Web Service Software Factory – Data Access CRUD!


And I don’t mean CRUD as in Create,Read,Update,Delete.

I haven’t been following the factories much but David Hayden’s recent post pulled me back in. Here’s an example of the kind of solution that the factory creates:

I thought that object orientation was already accepted as good practice, but here comes Microsoft splitting up data and behavior once again. Business components that have only behavior, and business entities that contain only data (relationships between entities doesn’t count as behavior) <shudder/>.

If anything, the business components, when you actually look at the code in them, are more service layer objects than anything else. Which kind of makes you wonder why there is a separate Service Implementation layer. Is it because the service implementation is technology dependent? The answer is yes.

Wouldn’t it be great if we could have service layer objects that were technology independent? Then we could take the code in the “business components” and put it there, and do away with an entire layer.

You know where this is heading. The tried and true Domain Model pattern and its friends. Its just that this whole “data access” paradigm that Microsoft keeps pushing gets on my nerves. It just does not hold up in complex domains – I know, I’ve tried. I’ve also consulted on many other projects that have tried, and seen them get to the point of no return. The point where programmers just don’t know what the domain logic is – because its spread all over the place: service implementation, business components, entities, data access, stored procedures… Its at that point when they have to “ship” so that the project won’t be called a failure.
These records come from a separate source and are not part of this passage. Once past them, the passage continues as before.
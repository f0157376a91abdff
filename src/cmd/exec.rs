//! One-shot job command: `foreman exec`.

use std::path::PathBuf;

use anyhow::{Context, Result};

use foreman::config::ForemanConfig;
use foreman::monitor::{Hub, JobLogStore, JobStatus, new_job_id};
use foreman::runner::{RunRequest, run_job};

use super::job_runner;

pub struct ExecArgs {
    pub task: String,
    pub job_id: Option<String>,
    pub planning: bool,
    pub continue_session: bool,
    pub working_dir: PathBuf,
}

/// Run the job and print its outcome. Returns whether it completed.
pub async fn cmd_exec(config: &ForemanConfig, args: ExecArgs) -> Result<bool> {
    let store = JobLogStore::new(&config.store.data_dir);
    let hub = Hub::start(store, config.hub.to_hub_config()).context("Failed to start event hub")?;
    let runner = job_runner(config, &hub);

    let job_id = args.job_id.unwrap_or_else(new_job_id);
    let request = RunRequest {
        job_id: job_id.clone(),
        task: args.task,
        working_dir: args.working_dir,
        planning: args.planning,
        continue_session: args.continue_session,
    };

    println!("Job {}", console::style(&job_id).bold());
    let result = run_job(&runner, &hub, &request).await;
    hub.shutdown().await;
    let outcome = result.with_context(|| format!("Job {} failed to run", job_id))?;

    println!();
    match outcome.status {
        JobStatus::Error => println!(
            "{} {}",
            console::style("Error:").red().bold(),
            outcome.message
        ),
        _ => println!(
            "{} {}",
            console::style(format!("{}:", outcome.detail)).green().bold(),
            outcome.message
        ),
    }
    if let Some(cost) = outcome.run.as_ref().and_then(|r| r.usage.as_ref()).map(|u| u.cost_usd) {
        println!("{}", console::style(format!("Cost: ${:.4}", cost)).dim());
    }

    Ok(outcome.status != JobStatus::Error)
}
Then they scrap the whole thing, and start working on version 2.0 which will be totally different! They use a rules engine! I’ve already wrote about the kinds of successes I’ve seen there.

OK, enough whining. Do your own design. There are other patterns besides what Microsoft puts out. Read them, use them. Just because there’s a factory that autogenerates thousands of lines of code, doesn’t mean that they’re the right thousands of lines of code.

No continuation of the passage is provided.